● **EXERCISE PROMPT**
Repeat all entries below exactly as shown.
=== DATA SHOWN ===
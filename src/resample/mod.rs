use crate::error::SimError;
use crate::models::state::{self, StateVector};
use crate::numerics::quaternion::{quat_to_euler, slerp_array, Quaternion};
use nalgebra as na;

/// Uniformly resampled playback arrays, one entry per `t_s[k]`.
pub struct SampledTrajectory {
    pub t: Vec<f64>,
    pub r: Vec<na::Vector3<f64>>,
    pub v: Vec<na::Vector3<f64>>,
    pub euler: Vec<na::Vector3<f64>>,
    pub omega: Vec<na::Vector3<f64>>,
    pub q: Vec<Quaternion>,
    pub h: Vec<na::Vector3<f64>>,
}

/// Converts the variable-step solver trajectory `(t, y)` into uniformly
/// sampled playback arrays: linear interpolation for vector channels,
/// SLERP for attitude.
pub fn evaluate_gui(
    t: &[f64],
    y: &[StateVector],
    playback_speed: f64,
    sample_rate: f64,
) -> Result<SampledTrajectory, SimError> {
    if playback_speed <= 0.0 || sample_rate <= 0.0 {
        return Err(SimError::InvalidSampling(format!(
            "playback_speed and sample_rate must be positive, got {playback_speed}, {sample_rate}"
        )));
    }
    if t.len() != y.len() {
        return Err(SimError::InvalidSampling(
            "t and y arrays must have equal length".to_string(),
        ));
    }

    let delta = playback_speed / sample_rate;

    if t.len() <= 1 {
        return Ok(SampledTrajectory {
            t: Vec::new(),
            r: Vec::new(),
            v: Vec::new(),
            euler: Vec::new(),
            omega: Vec::new(),
            q: Vec::new(),
            h: Vec::new(),
        });
    }

    let t_end = *t.last().unwrap();
    let m = (t_end / delta).ceil() as usize;
    let t_s: Vec<f64> = (0..m).map(|k| k as f64 * delta).collect();

    let r: Vec<na::Vector3<f64>> = t_s
        .iter()
        .map(|&ts| interpolate_vector(t, y, ts, state::position))
        .collect();
    let v: Vec<na::Vector3<f64>> = t_s
        .iter()
        .map(|&ts| interpolate_vector(t, y, ts, state::velocity))
        .collect();
    let omega: Vec<na::Vector3<f64>> = t_s
        .iter()
        .map(|&ts| interpolate_vector(t, y, ts, state::angular_velocity))
        .collect();
    let h: Vec<na::Vector3<f64>> = t_s
        .iter()
        .map(|&ts| interpolate_vector(t, y, ts, state::wheel_momentum))
        .collect();

    let q_keys: Vec<Quaternion> = y.iter().map(state::attitude).collect();
    let q = slerp_array(&t_s, t, &q_keys);
    let euler = q.iter().map(quat_to_euler).collect();

    Ok(SampledTrajectory {
        t: t_s,
        r,
        v,
        euler,
        omega,
        q,
        h,
    })
}

fn interpolate_vector(
    t: &[f64],
    y: &[StateVector],
    ts: f64,
    extract: impl Fn(&StateVector) -> na::Vector3<f64>,
) -> na::Vector3<f64> {
    let idx = match t.binary_search_by(|probe| probe.partial_cmp(&ts).unwrap()) {
        Ok(i) => return extract(&y[i]),
        Err(i) => i,
    };
    if idx == 0 {
        return extract(&y[0]);
    }
    if idx >= t.len() {
        return extract(&y[t.len() - 1]);
    }
    let (t0, t1) = (t[idx - 1], t[idx]);
    let frac = (ts - t0) / (t1 - t0);
    let (y0, y1) = (extract(&y[idx - 1]), extract(&y[idx]));
    y0 + (y1 - y0) * frac
}

#[cfg(test)]
mod tests {
    use super::*;
    use crate::numerics::quaternion::Quaternion;

    fn sample_trajectory() -> (Vec<f64>, Vec<StateVector>) {
        let t = vec![0.0, 1.0, 2.0];
        let y = vec![
            state::pack(
                na::Vector3::new(0.0, 0.0, 0.0),
                na::Vector3::new(1.0, 0.0, 0.0),
                na::Vector3::zeros(),
                Quaternion::identity(),
                na::Vector3::zeros(),
            ),
            state::pack(
                na::Vector3::new(1.0, 0.0, 0.0),
                na::Vector3::new(1.0, 0.0, 0.0),
                na::Vector3::zeros(),
                Quaternion::identity(),
                na::Vector3::zeros(),
            ),
            state::pack(
                na::Vector3::new(2.0, 0.0, 0.0),
                na::Vector3::new(1.0, 0.0, 0.0),
                na::Vector3::zeros(),
                Quaternion::identity(),
                na::Vector3::zeros(),
            ),
        ];
        (t, y)
    }

    #[test]
    fn resampler_shape_matches_formula() {
        let (t, y) = sample_trajectory();
        let result = evaluate_gui(&t, &y, 1.0, 10.0).unwrap();
        let expected_len = (2.0_f64 / (1.0 / 10.0)).ceil() as usize;
        assert_eq!(result.t.len(), expected_len);
        assert_eq!(result.r.len(), expected_len);
        assert_eq!(result.q.len(), expected_len);
    }

    #[test]
    fn invalid_sampling_rejects_non_positive_rate() {
        let (t, y) = sample_trajectory();
        assert!(evaluate_gui(&t, &y, 1.0, 0.0).is_err());
        assert!(evaluate_gui(&t, &y, 0.0, 10.0).is_err());
    }

    #[test]
    fn single_point_trajectory_yields_empty_sampling() {
        let t = vec![0.0];
        let y = vec![state::pack(
            na::Vector3::zeros(),
            na::Vector3::zeros(),
            na::Vector3::zeros(),
            Quaternion::identity(),
            na::Vector3::zeros(),
        )];
        let result = evaluate_gui(&t, &y, 1.0, 10.0).unwrap();
        assert!(result.t.is_empty());
    }

    #[test]
    fn linear_interpolation_midpoint() {
        let (t, y) = sample_trajectory();
        let result = evaluate_gui(&t, &y, 1.0, 2.0).unwrap();
        // delta = 0.5; sample at t=0.5 should be midway between r(0)=0 and r(1)=1.
        let idx = result
            .t
            .iter()
            .position(|&ts| (ts - 0.5).abs() < 1e-9)
            .unwrap();
        assert!((result.r[idx].x - 0.5).abs() < 1e-9);
    }
}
===
● **RESULT OF THIS TASK**
filename src/resample/mod.rs
use crate::error::SimError;
use crate::models::state::{self, StateVector};
use crate::numerics::quaternion::{quat_to_euler, slerp_array, Quaternion};
use nalgebra as na;

/// Uniformly resampled playback arrays, one entry per `t_s[k]`.
pub struct SampledTrajectory {
    pub t: Vec<f64>,
    pub r: Vec<na::Vector3<f64>>,
    pub v: Vec<na::Vector3<f64>>,
    pub euler: Vec<na::Vector3<f64>>,
    pub omega: Vec<na::Vector3<f64>>,
    pub q: Vec<Quaternion>,
    pub h: Vec<na::Vector3<f64>>,
}

/// Converts the variable-step solver trajectory `(t, y)` into uniformly
/// sampled playback arrays: linear interpolation for vector channels,
/// SLERP for attitude.
pub fn evaluate_gui(
    t: &[f64],
    y: &[StateVector],
    playback_speed: f64,
    sample_rate: f64,
) -> Result<SampledTrajectory, SimError> {
    if playback_speed <= 0.0 || sample_rate <= 0.0 {
        return Err(SimError::InvalidSampling(format!(
            "playback_speed and sample_rate must be positive, got {playback_speed}, {sample_rate}"
        )));
    }
    if t.len() != y.len() {
        return Err(SimError::InvalidSampling(
            "t and y arrays must have equal length".to_string(),
        ));
    }

    let delta = playback_speed / sample_rate;

    if t.len() <= 1 {
        return Ok(SampledTrajectory {
            t: Vec::new(),
            r: Vec::new(),
            v: Vec::new(),
            euler: Vec::new(),
            omega: Vec::new(),
            q: Vec::new(),
            h: Vec::new(),
        });
    }

    let t_end = *t.last().unwrap();
    let m = (t_end / delta).ceil() as usize;
    let t_s: Vec<f64> = (0..m).map(|k| k as f64 * delta).collect();

    let r: Vec<na::Vector3<f64>> = t_s
        .iter()
        .map(|&ts| interpolate_vector(t, y, ts, state::position))
        .collect();
    let v: Vec<na::Vector3<f64>> = t_s
        .iter()
        .map(|&ts| interpolate_vector(t, y, ts, state::velocity))
        .collect();
    let omega: Vec<na::Vector3<f64>> = t_s
        .iter()
        .map(|&ts| interpolate_vector(t, y, ts, state::angular_velocity))
        .collect();
    let h: Vec<na::Vector3<f64>> = t_s
        .iter()
        .map(|&ts| interpolate_vector(t, y, ts, state::wheel_momentum))
        .collect();

    let q_keys: Vec<Quaternion> = y.iter().map(state::attitude).collect();
    let q = slerp_array(&t_s, t, &q_keys);
    let euler = q.iter().map(quat_to_euler).collect();

    Ok(SampledTrajectory {
        t: t_s,
        r,
        v,
        euler,
        omega,
        q,
        h,
    })
}

fn interpolate_vector(
    t: &[f64],
    y: &[StateVector],
    ts: f64,
    extract: impl Fn(&StateVector) -> na::Vector3<f64>,
) -> na::Vector3<f64> {
    let idx = match t.binary_search_by(|probe| probe.partial_cmp(&ts).unwrap()) {
        Ok(i) => return extract(&y[i]),
        Err(i) => i,
    };
    if idx == 0 {
        return extract(&y[0]);
    }
    if idx >= t.len() {
        return extract(&y[t.len() - 1]);
    }
    let (t0, t1) = (t[idx - 1], t[idx]);
    let frac = (ts - t0) / (t1 - t0);
    let (y0, y1) = (extract(&y[idx - 1]), extract(&y[idx]));
    y0 + (y1 - y0) * frac
}

#[cfg(test)]
mod tests {
    use super::*;
    use crate::numerics::quaternion::Quaternion;

    fn sample_trajectory() -> (Vec<f64>, Vec<StateVector>) {
        let t = vec![0.0, 1.0, 2.0];
        let y = vec![
            state::pack(
                na::Vector3::new(0.0, 0.0, 0.0),
                na::Vector3::new(1.0, 0.0, 0.0),
                na::Vector3::zeros(),
                Quaternion::identity(),
                na::Vector3::zeros(),
            ),
            state::pack(
                na::Vector3::new(1.0, 0.0, 0.0),
                na::Vector3::new(1.0, 0.0, 0.0),
                na::Vector3::zeros(),
                Quaternion::identity(),
                na::Vector3::zeros(),
            ),
            state::pack(
                na::Vector3::new(2.0, 0.0, 0.0),
                na::Vector3::new(1.0, 0.0, 0.0),
                na::Vector3::zeros(),
                Quaternion::identity(),
                na::Vector3::zeros(),
            ),
        ];
        (t, y)
    }

    #[test]
    fn resampler_shape_matches_formula() {
        let (t, y) = sample_trajectory();
        let result = evaluate_gui(&t, &y, 1.0, 10.0).unwrap();
        let expected_len = (2.0_f64 / (1.0 / 10.0)).ceil() as usize;
        assert_eq!(result.t.len(), expected_len);
        assert_eq!(result.r.len(), expected_len);
        assert_eq!(result.q.len(), expected_len);
    }

    #[test]
    fn invalid_sampling_rejects_non_positive_rate() {
        let (t, y) = sample_trajectory();
        assert!(evaluate_gui(&t, &y, 1.0, 0.0).is_err());
        assert!(evaluate_gui(&t, &y, 0.0, 10.0).is_err());
    }

    #[test]
    fn single_point_trajectory_yields_empty_sampling() {
        let t = vec![0.0];
        let y = vec![state::pack(
            na::Vector3::zeros(),
            na::Vector3::zeros(),
            na::Vector3::zeros(),
            Quaternion::identity(),
            na::Vector3::zeros(),
        )];
        let result = evaluate_gui(&t, &y, 1.0, 10.0).unwrap();
        assert!(result.t.is_empty());
    }

    #[test]
    fn linear_interpolation_midpoint() {
        let (t, y) = sample_trajectory();
        let result = evaluate_gui(&t, &y, 1.0, 2.0).unwrap();
        // delta = 0.5; sample at t=0.5 should be midway between r(0)=0 and r(1)=1.
        let idx = result
            .t
            .iter()
            .position(|&ts| (ts - 0.5).abs() < 1e-9)
            .unwrap();
        assert!((result.r[idx].x - 0.5).abs() < 1e-9);
    }
}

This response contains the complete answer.